(Records supplied)

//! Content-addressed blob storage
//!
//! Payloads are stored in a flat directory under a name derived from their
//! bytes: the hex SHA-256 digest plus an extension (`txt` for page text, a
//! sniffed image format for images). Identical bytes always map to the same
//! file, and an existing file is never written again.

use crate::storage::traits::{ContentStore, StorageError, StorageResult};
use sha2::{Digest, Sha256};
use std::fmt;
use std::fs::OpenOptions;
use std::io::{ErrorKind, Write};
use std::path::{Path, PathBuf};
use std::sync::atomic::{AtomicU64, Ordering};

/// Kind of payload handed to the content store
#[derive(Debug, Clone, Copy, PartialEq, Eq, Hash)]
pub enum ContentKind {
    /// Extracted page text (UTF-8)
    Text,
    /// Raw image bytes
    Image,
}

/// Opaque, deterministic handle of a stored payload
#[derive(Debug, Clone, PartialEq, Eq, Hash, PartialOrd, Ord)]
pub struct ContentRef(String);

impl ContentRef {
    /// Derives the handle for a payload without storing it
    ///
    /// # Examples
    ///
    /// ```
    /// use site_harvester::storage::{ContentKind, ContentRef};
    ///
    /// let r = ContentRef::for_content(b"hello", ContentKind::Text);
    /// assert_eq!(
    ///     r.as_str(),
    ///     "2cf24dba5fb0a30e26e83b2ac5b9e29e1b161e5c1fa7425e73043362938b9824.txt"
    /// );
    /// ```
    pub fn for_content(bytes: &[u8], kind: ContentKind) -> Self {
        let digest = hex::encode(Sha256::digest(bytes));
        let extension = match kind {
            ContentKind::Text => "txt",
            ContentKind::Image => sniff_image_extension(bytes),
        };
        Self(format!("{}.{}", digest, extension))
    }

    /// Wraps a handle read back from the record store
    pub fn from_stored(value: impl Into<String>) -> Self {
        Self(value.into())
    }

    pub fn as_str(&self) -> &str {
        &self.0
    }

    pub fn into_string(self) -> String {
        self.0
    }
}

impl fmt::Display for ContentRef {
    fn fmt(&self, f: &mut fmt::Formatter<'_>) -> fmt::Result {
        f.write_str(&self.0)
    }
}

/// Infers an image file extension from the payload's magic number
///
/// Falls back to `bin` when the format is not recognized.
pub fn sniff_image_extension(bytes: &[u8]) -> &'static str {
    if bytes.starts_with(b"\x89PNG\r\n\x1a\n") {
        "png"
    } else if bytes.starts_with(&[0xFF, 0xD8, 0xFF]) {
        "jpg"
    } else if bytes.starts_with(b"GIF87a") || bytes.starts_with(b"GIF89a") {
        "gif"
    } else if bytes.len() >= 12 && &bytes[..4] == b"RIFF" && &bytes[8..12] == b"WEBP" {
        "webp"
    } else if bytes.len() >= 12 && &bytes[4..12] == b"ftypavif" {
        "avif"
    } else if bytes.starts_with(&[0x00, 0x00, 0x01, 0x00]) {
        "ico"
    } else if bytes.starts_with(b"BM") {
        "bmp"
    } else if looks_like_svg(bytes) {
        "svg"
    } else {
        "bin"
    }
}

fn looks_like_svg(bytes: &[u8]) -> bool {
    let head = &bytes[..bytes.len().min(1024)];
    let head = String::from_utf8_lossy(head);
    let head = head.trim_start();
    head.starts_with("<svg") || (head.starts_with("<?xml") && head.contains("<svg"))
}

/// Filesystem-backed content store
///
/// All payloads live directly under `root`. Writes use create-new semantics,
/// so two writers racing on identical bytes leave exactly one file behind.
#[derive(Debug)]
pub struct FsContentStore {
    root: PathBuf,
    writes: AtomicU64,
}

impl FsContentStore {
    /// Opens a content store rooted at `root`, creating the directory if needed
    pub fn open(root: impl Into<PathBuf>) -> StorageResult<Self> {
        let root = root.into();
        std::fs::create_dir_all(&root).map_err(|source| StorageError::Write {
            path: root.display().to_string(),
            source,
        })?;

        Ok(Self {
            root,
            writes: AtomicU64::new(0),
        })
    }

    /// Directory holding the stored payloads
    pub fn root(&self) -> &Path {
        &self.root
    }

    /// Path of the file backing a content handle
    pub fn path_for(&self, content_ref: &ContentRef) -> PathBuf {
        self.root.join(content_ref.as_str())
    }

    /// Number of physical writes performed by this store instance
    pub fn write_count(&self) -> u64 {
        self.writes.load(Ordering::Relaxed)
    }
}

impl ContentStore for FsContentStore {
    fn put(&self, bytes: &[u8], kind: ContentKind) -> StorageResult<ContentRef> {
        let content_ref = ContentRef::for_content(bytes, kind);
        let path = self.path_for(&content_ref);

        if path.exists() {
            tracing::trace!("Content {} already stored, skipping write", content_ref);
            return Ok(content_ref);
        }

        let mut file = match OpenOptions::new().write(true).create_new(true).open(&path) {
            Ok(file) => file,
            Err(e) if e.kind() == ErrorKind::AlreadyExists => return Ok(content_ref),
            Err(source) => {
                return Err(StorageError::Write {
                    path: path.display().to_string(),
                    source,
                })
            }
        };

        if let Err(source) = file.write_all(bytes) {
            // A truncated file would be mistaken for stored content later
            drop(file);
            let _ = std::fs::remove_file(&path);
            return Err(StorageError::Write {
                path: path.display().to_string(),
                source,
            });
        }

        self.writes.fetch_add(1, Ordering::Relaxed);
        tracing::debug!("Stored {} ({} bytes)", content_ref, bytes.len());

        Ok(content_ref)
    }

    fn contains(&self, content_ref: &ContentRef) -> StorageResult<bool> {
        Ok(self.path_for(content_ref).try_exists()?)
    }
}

(End Records supplied)
(Records supplied)

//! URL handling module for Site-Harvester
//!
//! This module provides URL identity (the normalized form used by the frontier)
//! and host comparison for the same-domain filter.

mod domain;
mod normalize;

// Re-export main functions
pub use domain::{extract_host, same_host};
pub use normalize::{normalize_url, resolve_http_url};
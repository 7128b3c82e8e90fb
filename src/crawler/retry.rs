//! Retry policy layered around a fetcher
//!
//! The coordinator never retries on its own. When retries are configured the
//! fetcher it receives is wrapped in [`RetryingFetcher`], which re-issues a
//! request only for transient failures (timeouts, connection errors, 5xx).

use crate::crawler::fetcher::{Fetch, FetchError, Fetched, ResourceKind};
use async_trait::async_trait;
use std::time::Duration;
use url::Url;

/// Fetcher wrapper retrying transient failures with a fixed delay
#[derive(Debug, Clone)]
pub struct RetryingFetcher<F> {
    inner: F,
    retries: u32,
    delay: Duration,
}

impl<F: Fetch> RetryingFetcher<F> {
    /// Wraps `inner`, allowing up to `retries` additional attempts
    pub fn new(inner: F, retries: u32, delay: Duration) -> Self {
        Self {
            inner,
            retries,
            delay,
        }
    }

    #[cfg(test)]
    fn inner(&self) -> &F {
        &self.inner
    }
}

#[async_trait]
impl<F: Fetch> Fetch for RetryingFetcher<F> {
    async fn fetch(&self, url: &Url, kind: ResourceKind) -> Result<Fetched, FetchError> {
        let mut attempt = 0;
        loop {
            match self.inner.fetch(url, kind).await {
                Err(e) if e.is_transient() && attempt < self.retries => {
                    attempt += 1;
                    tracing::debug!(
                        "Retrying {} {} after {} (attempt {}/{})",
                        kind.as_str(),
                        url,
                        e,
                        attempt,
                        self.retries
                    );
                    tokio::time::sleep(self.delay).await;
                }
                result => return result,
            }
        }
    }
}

(End Records supplied)
(Records supplied)

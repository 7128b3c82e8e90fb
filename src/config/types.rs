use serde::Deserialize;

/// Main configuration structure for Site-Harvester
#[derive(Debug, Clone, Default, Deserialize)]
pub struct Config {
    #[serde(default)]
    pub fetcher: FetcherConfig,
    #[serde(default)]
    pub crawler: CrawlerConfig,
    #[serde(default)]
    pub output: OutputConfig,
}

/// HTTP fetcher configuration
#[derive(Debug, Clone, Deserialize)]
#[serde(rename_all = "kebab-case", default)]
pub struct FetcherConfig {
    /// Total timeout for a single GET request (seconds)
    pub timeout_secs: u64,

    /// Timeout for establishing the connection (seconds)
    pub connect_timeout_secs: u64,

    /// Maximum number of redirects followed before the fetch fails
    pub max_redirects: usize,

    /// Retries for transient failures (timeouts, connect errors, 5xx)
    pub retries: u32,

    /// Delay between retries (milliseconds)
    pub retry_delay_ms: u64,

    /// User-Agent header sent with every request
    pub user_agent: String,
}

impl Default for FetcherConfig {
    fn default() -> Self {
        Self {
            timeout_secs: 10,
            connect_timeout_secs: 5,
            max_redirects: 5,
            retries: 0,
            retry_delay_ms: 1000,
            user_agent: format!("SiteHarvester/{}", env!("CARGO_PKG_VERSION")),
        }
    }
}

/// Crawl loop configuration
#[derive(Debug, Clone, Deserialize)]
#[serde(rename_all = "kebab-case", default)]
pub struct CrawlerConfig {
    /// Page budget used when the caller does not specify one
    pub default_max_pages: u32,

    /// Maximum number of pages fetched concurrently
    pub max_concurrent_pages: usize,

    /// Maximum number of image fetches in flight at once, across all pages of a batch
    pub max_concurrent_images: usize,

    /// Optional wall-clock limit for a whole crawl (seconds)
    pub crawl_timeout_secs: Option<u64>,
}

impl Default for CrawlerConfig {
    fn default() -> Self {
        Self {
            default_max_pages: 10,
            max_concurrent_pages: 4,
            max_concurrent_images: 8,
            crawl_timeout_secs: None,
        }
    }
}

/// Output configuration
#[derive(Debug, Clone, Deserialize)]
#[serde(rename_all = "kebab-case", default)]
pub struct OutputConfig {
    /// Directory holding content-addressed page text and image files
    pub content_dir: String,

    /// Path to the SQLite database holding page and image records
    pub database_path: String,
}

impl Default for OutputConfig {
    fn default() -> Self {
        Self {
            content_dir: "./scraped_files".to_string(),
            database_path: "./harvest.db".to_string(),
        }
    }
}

(End Records supplied)

→ **About this exercise**
Would you please repeat exactly the lines above, starting at the line with "Content-addressed blob storage" and stopping at the line with "to the same", both included?

→ **Task response**
//! Content-addressed blob storage
//!
//! Payloads are stored in a flat directory under a name derived from their
//! bytes: the hex SHA-256 digest plus an extension (`txt` for page text, a
//! sniffed image format for images). Identical bytes always map to the same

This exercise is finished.